• _Task statement_
The answer must be every line of the records below that contains the word "cadence", copied out.
======== Record extracts
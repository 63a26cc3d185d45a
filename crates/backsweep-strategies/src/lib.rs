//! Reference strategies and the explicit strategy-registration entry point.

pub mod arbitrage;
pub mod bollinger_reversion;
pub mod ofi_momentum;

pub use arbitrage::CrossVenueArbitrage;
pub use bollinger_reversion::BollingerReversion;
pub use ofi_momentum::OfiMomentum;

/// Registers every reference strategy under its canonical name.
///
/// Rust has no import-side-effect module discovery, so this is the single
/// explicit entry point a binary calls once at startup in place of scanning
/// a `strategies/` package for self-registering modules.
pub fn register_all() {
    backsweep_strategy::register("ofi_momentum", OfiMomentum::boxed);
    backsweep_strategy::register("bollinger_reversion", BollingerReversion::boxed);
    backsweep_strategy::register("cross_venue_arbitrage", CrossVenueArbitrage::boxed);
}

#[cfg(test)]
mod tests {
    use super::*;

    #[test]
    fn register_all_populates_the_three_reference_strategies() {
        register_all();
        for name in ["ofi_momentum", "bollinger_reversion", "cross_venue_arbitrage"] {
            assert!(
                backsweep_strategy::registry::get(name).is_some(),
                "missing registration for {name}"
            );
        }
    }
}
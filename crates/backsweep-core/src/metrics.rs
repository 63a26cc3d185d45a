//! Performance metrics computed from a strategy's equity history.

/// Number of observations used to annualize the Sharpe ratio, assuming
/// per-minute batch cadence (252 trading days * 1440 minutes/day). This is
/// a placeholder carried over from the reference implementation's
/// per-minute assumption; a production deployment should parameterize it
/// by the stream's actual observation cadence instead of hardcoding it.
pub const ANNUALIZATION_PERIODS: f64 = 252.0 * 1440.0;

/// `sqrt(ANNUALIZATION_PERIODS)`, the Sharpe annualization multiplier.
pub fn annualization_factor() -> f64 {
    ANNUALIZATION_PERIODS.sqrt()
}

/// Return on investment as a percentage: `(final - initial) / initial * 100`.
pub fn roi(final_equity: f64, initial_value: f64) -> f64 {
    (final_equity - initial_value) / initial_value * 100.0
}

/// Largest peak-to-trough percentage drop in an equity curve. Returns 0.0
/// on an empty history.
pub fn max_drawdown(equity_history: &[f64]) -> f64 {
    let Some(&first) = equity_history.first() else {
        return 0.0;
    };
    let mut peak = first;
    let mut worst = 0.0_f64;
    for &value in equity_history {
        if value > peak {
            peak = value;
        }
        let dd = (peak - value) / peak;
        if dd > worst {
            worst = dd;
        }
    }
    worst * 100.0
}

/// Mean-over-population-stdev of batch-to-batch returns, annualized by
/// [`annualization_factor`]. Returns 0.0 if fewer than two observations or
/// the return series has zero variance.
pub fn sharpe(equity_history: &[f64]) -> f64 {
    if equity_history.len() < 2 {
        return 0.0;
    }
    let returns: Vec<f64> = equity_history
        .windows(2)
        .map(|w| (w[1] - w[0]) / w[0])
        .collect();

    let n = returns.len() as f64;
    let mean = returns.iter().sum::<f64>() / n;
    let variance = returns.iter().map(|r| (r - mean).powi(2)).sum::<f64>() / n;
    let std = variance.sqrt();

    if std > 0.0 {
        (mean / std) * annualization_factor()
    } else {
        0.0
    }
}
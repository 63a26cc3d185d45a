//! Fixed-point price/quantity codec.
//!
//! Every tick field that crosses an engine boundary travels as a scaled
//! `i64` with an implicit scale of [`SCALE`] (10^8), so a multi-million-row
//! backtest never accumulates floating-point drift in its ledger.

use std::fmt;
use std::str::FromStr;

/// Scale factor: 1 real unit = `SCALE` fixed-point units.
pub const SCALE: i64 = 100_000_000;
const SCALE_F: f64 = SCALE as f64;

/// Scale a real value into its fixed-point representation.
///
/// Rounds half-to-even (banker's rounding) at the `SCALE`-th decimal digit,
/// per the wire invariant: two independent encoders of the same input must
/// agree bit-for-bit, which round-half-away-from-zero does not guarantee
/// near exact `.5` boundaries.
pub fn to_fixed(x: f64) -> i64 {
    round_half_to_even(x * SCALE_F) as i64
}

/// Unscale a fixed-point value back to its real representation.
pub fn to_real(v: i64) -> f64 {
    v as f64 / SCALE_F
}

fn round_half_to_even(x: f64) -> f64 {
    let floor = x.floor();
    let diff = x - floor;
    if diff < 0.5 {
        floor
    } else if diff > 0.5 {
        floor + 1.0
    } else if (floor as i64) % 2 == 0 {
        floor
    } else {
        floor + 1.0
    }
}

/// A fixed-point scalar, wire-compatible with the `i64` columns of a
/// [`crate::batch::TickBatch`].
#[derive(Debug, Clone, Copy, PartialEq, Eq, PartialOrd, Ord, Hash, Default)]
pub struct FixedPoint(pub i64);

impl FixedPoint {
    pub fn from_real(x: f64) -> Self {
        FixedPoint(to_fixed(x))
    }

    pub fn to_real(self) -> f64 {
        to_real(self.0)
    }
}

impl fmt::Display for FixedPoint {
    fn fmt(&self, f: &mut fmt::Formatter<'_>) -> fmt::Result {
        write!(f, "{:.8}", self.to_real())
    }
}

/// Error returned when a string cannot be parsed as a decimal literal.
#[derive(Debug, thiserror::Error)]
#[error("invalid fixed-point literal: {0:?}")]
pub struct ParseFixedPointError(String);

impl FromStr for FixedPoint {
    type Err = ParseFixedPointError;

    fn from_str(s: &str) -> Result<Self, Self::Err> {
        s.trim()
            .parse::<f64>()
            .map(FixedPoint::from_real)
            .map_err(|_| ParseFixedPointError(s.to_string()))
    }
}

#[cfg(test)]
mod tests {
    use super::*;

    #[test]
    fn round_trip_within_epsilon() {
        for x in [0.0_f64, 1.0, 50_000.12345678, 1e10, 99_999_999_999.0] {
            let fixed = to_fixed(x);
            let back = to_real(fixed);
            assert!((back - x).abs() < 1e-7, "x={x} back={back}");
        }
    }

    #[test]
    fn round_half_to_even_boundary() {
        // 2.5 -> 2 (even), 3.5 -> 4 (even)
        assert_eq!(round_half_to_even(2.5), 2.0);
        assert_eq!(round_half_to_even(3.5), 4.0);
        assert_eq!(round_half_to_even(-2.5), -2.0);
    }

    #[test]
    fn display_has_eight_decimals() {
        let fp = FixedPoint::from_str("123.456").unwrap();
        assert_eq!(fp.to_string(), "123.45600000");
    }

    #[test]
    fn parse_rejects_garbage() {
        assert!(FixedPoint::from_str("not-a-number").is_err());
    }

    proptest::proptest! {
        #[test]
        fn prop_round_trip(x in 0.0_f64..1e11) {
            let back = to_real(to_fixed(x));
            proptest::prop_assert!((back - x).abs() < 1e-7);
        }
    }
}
================
• _Result of this exercise_
/// per-minute batch cadence (252 trading days * 1440 minutes/day). This is
/// by the stream's actual observation cadence instead of hardcoding it.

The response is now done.